__The problem__
Beginning with the first line of the entries below, quote each line until you reach and include the line with "use std::fmt;".

__Records provided__
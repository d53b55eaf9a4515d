use crate::errors::{AppError, AppResult};
use crate::http::retry::{RetryPolicy, Sleeper, ThreadSleeper};
use crate::http::transport::{HttpRequest, Method, RawResponse, Transport};
use serde_json::{Value, json};
use std::fmt;
use tracing::{debug, info, warn};

#[derive(Debug, Clone, Copy, PartialEq, Eq)]
pub enum ResponseStatus {
    Code(u16),
    /// Synthetic status returned when no request was sent.
    DryRun,
}

impl fmt::Display for ResponseStatus {
    fn fmt(&self, f: &mut fmt::Formatter<'_>) -> fmt::Result {
        match self {
            ResponseStatus::Code(c) => write!(f, "{c}"),
            ResponseStatus::DryRun => f.write_str("dry-run"),
        }
    }
}

#[derive(Debug, Clone, PartialEq)]
pub struct ApiResponse {
    pub status: ResponseStatus,
    /// True iff the status is 2xx (or dry-run).
    pub ok: bool,
    pub headers: Vec<(String, String)>,
    pub body: String,
    /// Attempts spent to get this response (0 for dry-run).
    pub attempts: u32,
}

impl ApiResponse {
    fn from_raw(raw: RawResponse, attempts: u32) -> Self {
        Self {
            status: ResponseStatus::Code(raw.status),
            ok: (200..300).contains(&raw.status),
            headers: raw.headers,
            body: raw.body,
            attempts,
        }
    }

    pub fn dry_run() -> Self {
        Self {
            status: ResponseStatus::DryRun,
            ok: true,
            headers: Vec::new(),
            body: String::new(),
            attempts: 0,
        }
    }

    pub fn json(&self) -> Option<Value> {
        serde_json::from_str(&self.body).ok()
    }

    /// Body as JSON, wrapping non-JSON text as `{"text": ...}`.
    pub fn body_value(&self) -> Value {
        if self.status == ResponseStatus::DryRun {
            return json!({ "status": "dry-run", "ok": true });
        }
        self.json().unwrap_or_else(|| json!({ "text": self.body }))
    }

    /// Case-insensitive header lookup.
    pub fn header(&self, name: &str) -> Option<&str> {
        self.headers
            .iter()
            .find(|(k, _)| k.eq_ignore_ascii_case(name))
            .map(|(_, v)| v.as_str())
    }
}

/// Sends requests through a [`Transport`], retrying per [`RetryPolicy`].
pub struct HttpClient {
    transport: Box<dyn Transport>,
    sleeper: Box<dyn Sleeper>,
    policy: RetryPolicy,
    dry_run: bool,
}

impl HttpClient {
    pub fn new(transport: Box<dyn Transport>, policy: RetryPolicy) -> Self {
        Self {
            transport,
            sleeper: Box::new(ThreadSleeper),
            policy,
            dry_run: false,
        }
    }

    pub fn with_sleeper(mut self, sleeper: Box<dyn Sleeper>) -> Self {
        self.sleeper = sleeper;
        self
    }

    pub fn with_dry_run(mut self, dry_run: bool) -> Self {
        self.dry_run = dry_run;
        self
    }

    pub fn is_dry_run(&self) -> bool {
        self.dry_run
    }

    pub fn post_json(
        &self,
        url: &str,
        payload: &Value,
        headers: &[(String, String)],
    ) -> AppResult<ApiResponse> {
        self.request(Method::Post, url, Some(payload), headers)
    }

    /// Perform a request.
    ///
    /// Responses below 500 are returned as-is, 4xx included. Transport
    /// failures and 5xx responses are retried until the attempt budget is
    /// spent, then reported as [`AppError::Transport`].
    pub fn request(
        &self,
        method: Method,
        url: &str,
        payload: Option<&Value>,
        headers: &[(String, String)],
    ) -> AppResult<ApiResponse> {
        if self.dry_run {
            info!(method = method.as_str(), url, "DRY_RUN: request not sent");
            return Ok(ApiResponse::dry_run());
        }

        let request = HttpRequest {
            method,
            url: url.to_string(),
            payload: payload.cloned(),
            headers: headers.to_vec(),
        };

        let max_attempts = self.policy.max_attempts.max(1);
        let mut attempt = 0;
        loop {
            attempt += 1;
            let outcome = self.transport.send(&request);
            let retryable = self.policy.should_retry(&outcome);

            let reason = match outcome {
                Ok(raw) if !retryable => {
                    debug!(url, status = raw.status, attempt, "Response received");
                    return Ok(ApiResponse::from_raw(raw, attempt));
                }
                Ok(raw) => format!("server error {}", raw.status),
                Err(e) => e.to_string(),
            };

            if !retryable || attempt >= max_attempts {
                warn!(url, attempts = attempt, %reason, "Giving up");
                return Err(AppError::Transport {
                    url: url.to_string(),
                    attempts: attempt,
                    reason,
                });
            }

            let delay = self.policy.delay_after(attempt);
            debug!(url, attempt, %reason, delay_ms = delay.as_millis() as u64, "Retrying");
            self.sleeper.sleep(delay);
        }
    }
}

__Task response__
repository d53b55eaf9a4515d
use crate::errors::{AppError, AppResult};
use crate::http::retry::{RetryPolicy, Sleeper, ThreadSleeper};
use crate::http::transport::{HttpRequest, Method, RawResponse, Transport};
use serde_json::{Value, json};
use std::fmt;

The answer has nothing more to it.